Slusky, who co-wrote the paper with Currie, his former graduate adviser at Princeton University, concedes marginal admissions are just a small piece of what is driving up health care costs. Hospitals, providers and pharmaceuticals — among other factors — share the blame.

As a health economist well-versed in infrastructure, environment and insurance, what is his advice for dealing with these rising costs?

“I have a solution and a not-solution,” the Philadelphia native said.

“The not-solution is putting everybody in high-deductible plans. We have really good research that verifies you will get less health care of every type if we put you in a high-deductible plan. The problem is, you won’t just get less of the things you don’t need, you get less of everything. People often ask me, ‘Will this save money?’ I hate that question. I could stop eating and save money, but that’s ridiculous. That’s not the right question.”

He believes the solution involves encouraging better-functioning markets between different parts of the health care industry.

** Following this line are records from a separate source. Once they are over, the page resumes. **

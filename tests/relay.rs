//! End-to-end relay tests over real sockets.

use std::io::{Read, Write};
use std::net::{SocketAddr, TcpStream};
use std::time::{Duration, Instant};

use origin_relay::config::RelayConfig;
use origin_relay::lifecycle::Shutdown;
use origin_relay::net::{Listener, RelayServer};

mod common;

const MARKER_SERVER: &str = "proxy.local/realhost.example.com";

async fn start_relay(origin: SocketAddr) -> (SocketAddr, Shutdown, tokio::task::JoinHandle<()>) {
    start_relay_with(origin, |_| {}).await
}

async fn start_relay_with(
    origin: SocketAddr,
    configure: impl FnOnce(&mut RelayConfig),
) -> (SocketAddr, Shutdown, tokio::task::JoinHandle<()>) {
    let mut config = RelayConfig::default();
    config.origin.default_address = origin.to_string();
    config.rewrite.marker_server = MARKER_SERVER.to_string();
    config.timeouts.read_secs = 5;
    config.timeouts.drain_secs = 2;
    configure(&mut config);

    let server = RelayServer::new(&config).unwrap();
    let tokio_listener = tokio::net::TcpListener::bind("127.0.0.1:0").await.unwrap();
    let listener = Listener::from_tokio(tokio_listener, 8);
    let addr = listener.local_addr().unwrap();

    let shutdown = Shutdown::new();
    let signal = shutdown.subscribe();
    let handle = tokio::spawn(async move {
        server.run(listener, signal).await.unwrap();
    });
    (addr, shutdown, handle)
}

#[tokio::test(flavor = "multi_thread")]
async fn marker_is_stripped_before_forwarding() {
    let (origin, recorded) =
        common::start_mock_origin(b"HTTP/1.1 200 OK\r\nContent-Length: 5\r\n\r\nhello");
    let (relay, shutdown, handle) = start_relay(origin).await;

    let response = tokio::task::spawn_blocking(move || {
        common::browser_exchange(
            relay,
            b"GET http://proxy.local/realhost.example.com/page?q=1 HTTP/1.1\r\nHost: proxy.local\r\nConnection: keep-alive\r\n\r\n",
        )
    })
    .await
    .unwrap();

    assert_eq!(response, b"HTTP/1.1 200 OK\r\nContent-Length: 5\r\n\r\nhello");

    let head = recorded.recv_timeout(Duration::from_secs(5)).unwrap();
    assert_eq!(
        head,
        b"GET /page?q=1 HTTP/1.1\r\nHost: proxy.local\r\nConnection: close\r\n\r\n"
    );

    shutdown.trigger();
    handle.await.unwrap();
}

#[tokio::test(flavor = "multi_thread")]
async fn close_delimited_response_is_relayed_whole() {
    let (origin, _recorded) =
        common::start_mock_origin(b"HTTP/1.0 200 OK\r\nContent-Type: text/plain\r\n\r\nuntil the origin closes");
    let (relay, shutdown, handle) = start_relay(origin).await;

    let response = tokio::task::spawn_blocking(move || {
        common::browser_exchange(relay, b"GET /stream HTTP/1.0\r\n\r\n")
    })
    .await
    .unwrap();

    assert_eq!(
        response,
        b"HTTP/1.0 200 OK\r\nContent-Type: text/plain\r\n\r\nuntil the origin closes"
    );

    shutdown.trigger();
    handle.await.unwrap();
}

#[tokio::test(flavor = "multi_thread")]
async fn malformed_request_closes_without_response() {
    let (origin, recorded) = common::start_mock_origin(b"HTTP/1.1 200 OK\r\n\r\n");
    let (relay, shutdown, handle) = start_relay(origin).await;

    let response = tokio::task::spawn_blocking(move || {
        common::browser_exchange(relay, b"GET /missing-version\r\n\r\n")
    })
    .await
    .unwrap();

    assert!(response.is_empty());
    assert!(recorded.recv_timeout(Duration::from_millis(300)).is_err());

    shutdown.trigger();
    handle.await.unwrap();
}

#[tokio::test(flavor = "multi_thread")]
async fn unreachable_origin_closes_browser_connection() {
    // Bind then drop to get a port nothing listens on.
    let origin = std::net::TcpListener::bind("127.0.0.1:0")
        .unwrap()
        .local_addr()
        .unwrap();
    let (relay, shutdown, handle) = start_relay(origin).await;

    let response = tokio::task::spawn_blocking(move || {
        common::browser_exchange(relay, b"GET / HTTP/1.1\r\nHost: x\r\n\r\n")
    })
    .await
    .unwrap();

    assert!(response.is_empty());

    shutdown.trigger();
    handle.await.unwrap();
}

#[tokio::test(flavor = "multi_thread")]
async fn stalled_close_delimited_body_times_out_and_closes_browser() {
    let head: &'static [u8] = b"HTTP/1.1 200 OK\r\nContent-Type: text/plain\r\n\r\n";
    let origin = common::start_stalling_origin(head, Duration::from_secs(8));
    let (relay, shutdown, handle) = start_relay_with(origin, |config| {
        config.timeouts.read_secs = 1;
    })
    .await;

    let (outcome, elapsed) = tokio::task::spawn_blocking(move || {
        let mut socket = TcpStream::connect(relay).unwrap();
        socket.set_read_timeout(Some(Duration::from_secs(6))).unwrap();
        socket.write_all(b"GET /slow HTTP/1.1\r\n\r\n").unwrap();

        let started = Instant::now();
        let mut response = Vec::new();
        let outcome = socket.read_to_end(&mut response).map(|_| response);
        (outcome, started.elapsed())
    })
    .await
    .unwrap();

    // The relay closed the browser side itself, long before the origin would.
    let response = outcome.expect("relay should close the browser connection");
    assert_eq!(response, head);
    assert!(elapsed < Duration::from_secs(6));

    shutdown.trigger();
    handle.await.unwrap();
}
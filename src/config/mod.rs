//! Configuration management subsystem.
//!
//! # Data Flow
//! ```text
//! config file (TOML)
//!     → loader.rs (parse & deserialize)
//!     → validation.rs (semantic checks)
//!     → RelayConfig (validated, immutable)
//!     → CLI overrides applied by the binary
//!     → read once at startup by the server and observability setup
//! ```
//!
//! # Design Decisions
//! - Config is immutable once loaded; the rewrite chain built from it never
//!   changes while connections are being served
//! - All fields have defaults to allow minimal configs
//! - Validation separates syntactic (serde) from semantic checks

pub mod loader;
pub mod schema;
pub mod validation;

pub use loader::{load_config, parse_config, ConfigError};
pub use schema::{
    LimitsConfig, ListenerConfig, LogFormat, ObservabilityConfig, OriginConfig, RelayConfig,
    RewriteConfig, TimeoutConfig,
};
pub use validation::{validate_config, ValidationError};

“We need more competition, not less. And the government is actually often making there be less competition, not more,” he said.

With respiratory conditions accounting for 28% of all emergency room visits and 42% of hospitalizations, clinicians are inevitably going to face the dicey decision of whether to admit a patient.

“We’re having a real moment of reckoning right now about ‘How does that get our health care costs down?’ and ‘What does that mean?’” said Slusky, who has worked at KU since 2014.

“I think the tide is shifting away from ‘you have to do something.’ Inaction and action are two valid options. They have cost and benefit that should be evaluated. And we shouldn’t let ‘action bias’ drive us to do things we otherwise wouldn’t do just because it’s something and not nothing.”